In the records below, find the line with "filename src/linalg/triangular_solve.rs" and the line with "its upper triangle"; return exactly those lines and every line between them.

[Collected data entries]

• • • •

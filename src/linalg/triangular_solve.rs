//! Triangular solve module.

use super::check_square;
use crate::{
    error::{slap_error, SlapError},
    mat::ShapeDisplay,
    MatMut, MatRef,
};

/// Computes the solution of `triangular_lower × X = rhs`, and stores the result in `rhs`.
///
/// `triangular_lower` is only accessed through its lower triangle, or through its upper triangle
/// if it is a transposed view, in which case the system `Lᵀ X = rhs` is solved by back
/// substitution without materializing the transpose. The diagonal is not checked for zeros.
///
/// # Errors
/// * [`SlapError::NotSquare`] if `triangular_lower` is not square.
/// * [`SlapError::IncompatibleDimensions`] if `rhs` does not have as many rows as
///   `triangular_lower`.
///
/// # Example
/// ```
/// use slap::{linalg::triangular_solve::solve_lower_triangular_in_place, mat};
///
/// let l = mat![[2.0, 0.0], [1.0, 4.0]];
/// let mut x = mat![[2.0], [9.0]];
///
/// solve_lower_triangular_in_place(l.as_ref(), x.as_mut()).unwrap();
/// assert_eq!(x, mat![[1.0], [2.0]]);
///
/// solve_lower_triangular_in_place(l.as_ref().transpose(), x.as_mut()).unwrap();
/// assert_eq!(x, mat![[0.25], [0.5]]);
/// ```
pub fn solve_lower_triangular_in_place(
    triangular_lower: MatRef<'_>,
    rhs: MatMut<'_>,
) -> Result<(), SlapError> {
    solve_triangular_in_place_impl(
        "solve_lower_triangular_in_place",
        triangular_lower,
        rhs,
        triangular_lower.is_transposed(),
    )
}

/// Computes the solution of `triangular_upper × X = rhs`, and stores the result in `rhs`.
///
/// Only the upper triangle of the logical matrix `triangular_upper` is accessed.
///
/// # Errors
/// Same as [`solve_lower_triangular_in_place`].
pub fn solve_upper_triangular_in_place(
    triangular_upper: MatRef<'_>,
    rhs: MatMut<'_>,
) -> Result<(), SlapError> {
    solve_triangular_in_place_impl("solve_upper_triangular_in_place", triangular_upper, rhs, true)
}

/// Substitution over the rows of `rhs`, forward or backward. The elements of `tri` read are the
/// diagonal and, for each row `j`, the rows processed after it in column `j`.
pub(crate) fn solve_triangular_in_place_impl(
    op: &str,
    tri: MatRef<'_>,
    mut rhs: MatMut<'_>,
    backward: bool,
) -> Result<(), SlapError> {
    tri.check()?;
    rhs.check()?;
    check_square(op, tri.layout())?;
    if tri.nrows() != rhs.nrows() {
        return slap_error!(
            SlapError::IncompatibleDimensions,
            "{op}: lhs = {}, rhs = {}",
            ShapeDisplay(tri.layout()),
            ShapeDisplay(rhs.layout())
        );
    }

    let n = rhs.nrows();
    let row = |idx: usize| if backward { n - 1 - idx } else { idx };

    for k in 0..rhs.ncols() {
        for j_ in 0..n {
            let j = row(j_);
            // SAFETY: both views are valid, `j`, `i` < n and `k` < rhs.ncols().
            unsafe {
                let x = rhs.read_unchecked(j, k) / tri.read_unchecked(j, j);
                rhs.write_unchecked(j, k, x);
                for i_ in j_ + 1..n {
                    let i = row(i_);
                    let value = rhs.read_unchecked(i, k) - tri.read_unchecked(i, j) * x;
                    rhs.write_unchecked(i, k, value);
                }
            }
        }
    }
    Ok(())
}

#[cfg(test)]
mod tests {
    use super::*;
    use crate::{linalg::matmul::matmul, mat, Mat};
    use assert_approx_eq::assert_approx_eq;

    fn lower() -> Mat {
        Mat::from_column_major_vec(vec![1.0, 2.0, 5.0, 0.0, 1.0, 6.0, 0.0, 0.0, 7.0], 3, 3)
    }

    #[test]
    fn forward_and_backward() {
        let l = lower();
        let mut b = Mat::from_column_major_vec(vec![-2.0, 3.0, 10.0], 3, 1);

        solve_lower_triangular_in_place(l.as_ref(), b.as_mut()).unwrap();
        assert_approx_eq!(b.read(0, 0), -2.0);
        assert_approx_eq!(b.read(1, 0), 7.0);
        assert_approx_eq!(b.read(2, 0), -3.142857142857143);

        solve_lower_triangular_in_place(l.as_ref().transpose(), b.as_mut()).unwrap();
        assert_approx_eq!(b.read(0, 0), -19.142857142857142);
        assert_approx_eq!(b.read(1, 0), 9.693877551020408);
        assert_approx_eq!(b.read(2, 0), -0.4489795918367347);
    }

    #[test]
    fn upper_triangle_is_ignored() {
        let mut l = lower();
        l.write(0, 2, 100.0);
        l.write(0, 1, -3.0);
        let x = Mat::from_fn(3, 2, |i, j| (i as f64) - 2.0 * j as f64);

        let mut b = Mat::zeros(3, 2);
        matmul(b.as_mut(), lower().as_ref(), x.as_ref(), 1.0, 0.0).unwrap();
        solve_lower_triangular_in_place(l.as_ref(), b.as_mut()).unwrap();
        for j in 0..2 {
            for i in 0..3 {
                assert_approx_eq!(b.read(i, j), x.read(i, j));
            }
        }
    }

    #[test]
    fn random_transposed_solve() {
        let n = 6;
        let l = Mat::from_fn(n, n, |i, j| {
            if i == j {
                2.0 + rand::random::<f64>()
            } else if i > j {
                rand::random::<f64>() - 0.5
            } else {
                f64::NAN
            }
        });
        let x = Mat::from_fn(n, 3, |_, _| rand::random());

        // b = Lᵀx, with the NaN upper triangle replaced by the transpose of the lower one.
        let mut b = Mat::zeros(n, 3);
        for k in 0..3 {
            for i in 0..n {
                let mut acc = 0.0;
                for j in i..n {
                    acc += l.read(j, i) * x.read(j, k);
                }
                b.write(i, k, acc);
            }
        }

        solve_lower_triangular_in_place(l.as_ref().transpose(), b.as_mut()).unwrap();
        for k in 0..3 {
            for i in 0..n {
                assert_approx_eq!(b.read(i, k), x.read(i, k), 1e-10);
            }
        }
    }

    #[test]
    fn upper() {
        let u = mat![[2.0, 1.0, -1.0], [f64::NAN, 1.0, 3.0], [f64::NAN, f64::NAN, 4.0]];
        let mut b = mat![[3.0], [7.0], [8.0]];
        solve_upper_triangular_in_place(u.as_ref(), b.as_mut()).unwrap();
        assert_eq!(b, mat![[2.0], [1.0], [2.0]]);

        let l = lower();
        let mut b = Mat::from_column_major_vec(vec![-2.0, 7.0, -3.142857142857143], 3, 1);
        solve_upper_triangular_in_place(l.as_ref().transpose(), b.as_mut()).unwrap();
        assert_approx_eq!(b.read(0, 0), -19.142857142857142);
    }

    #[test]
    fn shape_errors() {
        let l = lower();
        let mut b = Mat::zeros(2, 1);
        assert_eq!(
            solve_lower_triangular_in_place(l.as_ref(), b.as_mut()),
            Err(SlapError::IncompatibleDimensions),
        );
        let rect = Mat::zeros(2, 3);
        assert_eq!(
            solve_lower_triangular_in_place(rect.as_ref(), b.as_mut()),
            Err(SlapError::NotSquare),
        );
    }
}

• • • •

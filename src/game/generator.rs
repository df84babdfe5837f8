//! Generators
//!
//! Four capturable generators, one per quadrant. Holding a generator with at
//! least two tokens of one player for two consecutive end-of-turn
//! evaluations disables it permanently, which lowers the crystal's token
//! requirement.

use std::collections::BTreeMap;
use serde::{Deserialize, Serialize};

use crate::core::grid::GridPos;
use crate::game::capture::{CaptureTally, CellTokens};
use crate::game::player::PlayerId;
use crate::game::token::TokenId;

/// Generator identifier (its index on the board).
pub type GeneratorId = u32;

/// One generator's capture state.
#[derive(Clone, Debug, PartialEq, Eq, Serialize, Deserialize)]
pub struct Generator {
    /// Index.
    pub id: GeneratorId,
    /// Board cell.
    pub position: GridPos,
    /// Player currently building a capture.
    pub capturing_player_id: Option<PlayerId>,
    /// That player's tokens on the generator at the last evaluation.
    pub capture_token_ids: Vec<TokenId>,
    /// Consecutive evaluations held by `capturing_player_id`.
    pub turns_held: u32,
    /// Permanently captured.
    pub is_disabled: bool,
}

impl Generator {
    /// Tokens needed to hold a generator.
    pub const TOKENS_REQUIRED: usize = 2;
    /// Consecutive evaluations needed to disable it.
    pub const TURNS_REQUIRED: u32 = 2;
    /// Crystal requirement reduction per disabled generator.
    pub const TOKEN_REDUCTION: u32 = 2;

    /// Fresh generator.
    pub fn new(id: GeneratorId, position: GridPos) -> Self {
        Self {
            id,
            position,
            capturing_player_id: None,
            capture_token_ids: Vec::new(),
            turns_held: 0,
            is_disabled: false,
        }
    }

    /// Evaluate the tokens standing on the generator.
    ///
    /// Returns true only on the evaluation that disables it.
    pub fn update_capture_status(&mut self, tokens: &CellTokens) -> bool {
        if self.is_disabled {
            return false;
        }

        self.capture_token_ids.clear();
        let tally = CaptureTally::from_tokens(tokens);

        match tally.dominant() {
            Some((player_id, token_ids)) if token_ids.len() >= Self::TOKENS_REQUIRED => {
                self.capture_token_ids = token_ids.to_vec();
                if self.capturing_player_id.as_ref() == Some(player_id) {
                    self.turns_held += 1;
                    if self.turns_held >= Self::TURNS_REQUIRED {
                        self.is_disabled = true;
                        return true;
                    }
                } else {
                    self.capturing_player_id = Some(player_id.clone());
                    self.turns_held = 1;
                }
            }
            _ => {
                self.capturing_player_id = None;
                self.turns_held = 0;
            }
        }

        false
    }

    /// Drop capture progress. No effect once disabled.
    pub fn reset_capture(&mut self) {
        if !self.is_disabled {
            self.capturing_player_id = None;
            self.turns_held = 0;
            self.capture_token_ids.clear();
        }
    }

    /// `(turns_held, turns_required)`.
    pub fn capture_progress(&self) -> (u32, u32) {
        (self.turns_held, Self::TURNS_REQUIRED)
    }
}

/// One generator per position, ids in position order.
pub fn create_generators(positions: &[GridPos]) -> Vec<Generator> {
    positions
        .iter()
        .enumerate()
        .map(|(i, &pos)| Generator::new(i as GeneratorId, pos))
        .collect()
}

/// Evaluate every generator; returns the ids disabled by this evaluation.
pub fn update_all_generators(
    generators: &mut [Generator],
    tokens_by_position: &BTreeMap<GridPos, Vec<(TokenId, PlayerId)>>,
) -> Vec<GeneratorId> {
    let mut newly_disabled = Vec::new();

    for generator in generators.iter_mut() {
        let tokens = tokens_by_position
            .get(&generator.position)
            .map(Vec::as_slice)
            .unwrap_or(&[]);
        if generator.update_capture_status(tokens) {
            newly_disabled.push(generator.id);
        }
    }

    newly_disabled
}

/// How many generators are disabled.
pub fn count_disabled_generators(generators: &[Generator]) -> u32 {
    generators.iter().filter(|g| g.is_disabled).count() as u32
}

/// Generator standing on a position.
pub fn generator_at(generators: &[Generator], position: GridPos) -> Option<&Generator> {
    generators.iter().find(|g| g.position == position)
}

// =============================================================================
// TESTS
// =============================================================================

• • • •

## Result of the exercise:
filename src/linalg/triangular_solve.rs
//! Triangular solve module.

use super::check_square;
use crate::{
    error::{slap_error, SlapError},
    mat::ShapeDisplay,
    MatMut, MatRef,
};

/// Computes the solution of `triangular_lower × X = rhs`, and stores the result in `rhs`.
///
/// `triangular_lower` is only accessed through its lower triangle, or through its upper triangle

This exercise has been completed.